**Work task**
From the entries below, copy every line that holds the word "Instant".

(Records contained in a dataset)
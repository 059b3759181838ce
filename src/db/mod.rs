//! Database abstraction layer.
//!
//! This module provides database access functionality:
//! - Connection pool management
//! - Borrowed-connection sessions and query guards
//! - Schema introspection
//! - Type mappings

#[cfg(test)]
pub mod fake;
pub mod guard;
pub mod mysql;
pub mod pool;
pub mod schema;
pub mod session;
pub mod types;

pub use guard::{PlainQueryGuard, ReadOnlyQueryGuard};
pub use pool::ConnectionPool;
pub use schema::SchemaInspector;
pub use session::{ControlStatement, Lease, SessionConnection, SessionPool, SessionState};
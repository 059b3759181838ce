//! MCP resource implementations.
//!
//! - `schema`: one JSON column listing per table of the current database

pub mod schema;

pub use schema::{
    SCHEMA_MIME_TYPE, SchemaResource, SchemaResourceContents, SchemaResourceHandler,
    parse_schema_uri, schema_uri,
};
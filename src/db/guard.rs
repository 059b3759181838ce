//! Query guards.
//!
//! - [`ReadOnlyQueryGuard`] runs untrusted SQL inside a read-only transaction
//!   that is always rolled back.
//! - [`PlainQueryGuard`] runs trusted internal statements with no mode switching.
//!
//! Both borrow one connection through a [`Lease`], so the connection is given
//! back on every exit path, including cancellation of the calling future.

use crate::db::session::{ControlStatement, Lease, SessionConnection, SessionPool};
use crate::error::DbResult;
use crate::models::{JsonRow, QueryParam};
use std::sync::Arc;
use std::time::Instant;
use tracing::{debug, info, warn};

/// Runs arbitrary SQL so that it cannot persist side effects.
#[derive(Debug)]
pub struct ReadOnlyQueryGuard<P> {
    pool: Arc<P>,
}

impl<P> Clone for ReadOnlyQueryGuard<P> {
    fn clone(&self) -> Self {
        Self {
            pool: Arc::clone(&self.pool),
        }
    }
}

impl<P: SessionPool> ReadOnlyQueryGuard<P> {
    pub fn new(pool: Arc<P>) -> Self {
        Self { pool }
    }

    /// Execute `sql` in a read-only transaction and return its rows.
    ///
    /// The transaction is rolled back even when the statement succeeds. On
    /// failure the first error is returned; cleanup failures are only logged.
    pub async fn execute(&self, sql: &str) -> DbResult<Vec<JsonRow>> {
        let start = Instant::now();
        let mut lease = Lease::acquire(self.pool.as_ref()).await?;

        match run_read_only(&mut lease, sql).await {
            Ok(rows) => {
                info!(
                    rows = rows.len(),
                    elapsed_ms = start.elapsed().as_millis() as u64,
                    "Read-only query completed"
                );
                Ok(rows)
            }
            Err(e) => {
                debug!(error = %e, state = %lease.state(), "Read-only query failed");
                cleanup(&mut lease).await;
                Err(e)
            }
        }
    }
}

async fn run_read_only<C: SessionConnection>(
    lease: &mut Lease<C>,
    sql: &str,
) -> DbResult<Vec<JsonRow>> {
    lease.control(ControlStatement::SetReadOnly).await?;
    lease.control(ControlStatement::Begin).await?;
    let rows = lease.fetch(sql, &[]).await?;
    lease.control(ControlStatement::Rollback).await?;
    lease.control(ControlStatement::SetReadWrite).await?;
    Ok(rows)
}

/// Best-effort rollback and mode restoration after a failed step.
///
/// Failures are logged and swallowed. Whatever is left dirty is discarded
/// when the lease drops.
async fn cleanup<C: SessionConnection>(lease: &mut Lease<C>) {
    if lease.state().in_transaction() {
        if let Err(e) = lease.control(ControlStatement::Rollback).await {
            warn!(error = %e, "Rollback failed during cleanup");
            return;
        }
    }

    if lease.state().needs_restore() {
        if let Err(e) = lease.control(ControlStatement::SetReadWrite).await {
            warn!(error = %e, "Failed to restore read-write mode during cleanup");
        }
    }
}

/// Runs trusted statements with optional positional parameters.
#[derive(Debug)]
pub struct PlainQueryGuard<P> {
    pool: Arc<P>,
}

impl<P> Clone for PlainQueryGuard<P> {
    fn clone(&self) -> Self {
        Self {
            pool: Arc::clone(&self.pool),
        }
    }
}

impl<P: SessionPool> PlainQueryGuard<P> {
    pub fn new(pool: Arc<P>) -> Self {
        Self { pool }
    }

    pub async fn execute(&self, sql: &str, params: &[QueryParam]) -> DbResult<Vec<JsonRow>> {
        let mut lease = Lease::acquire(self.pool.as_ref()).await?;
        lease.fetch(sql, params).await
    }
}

**Completed exercise**
use std::time::Instant;
        let start = Instant::now();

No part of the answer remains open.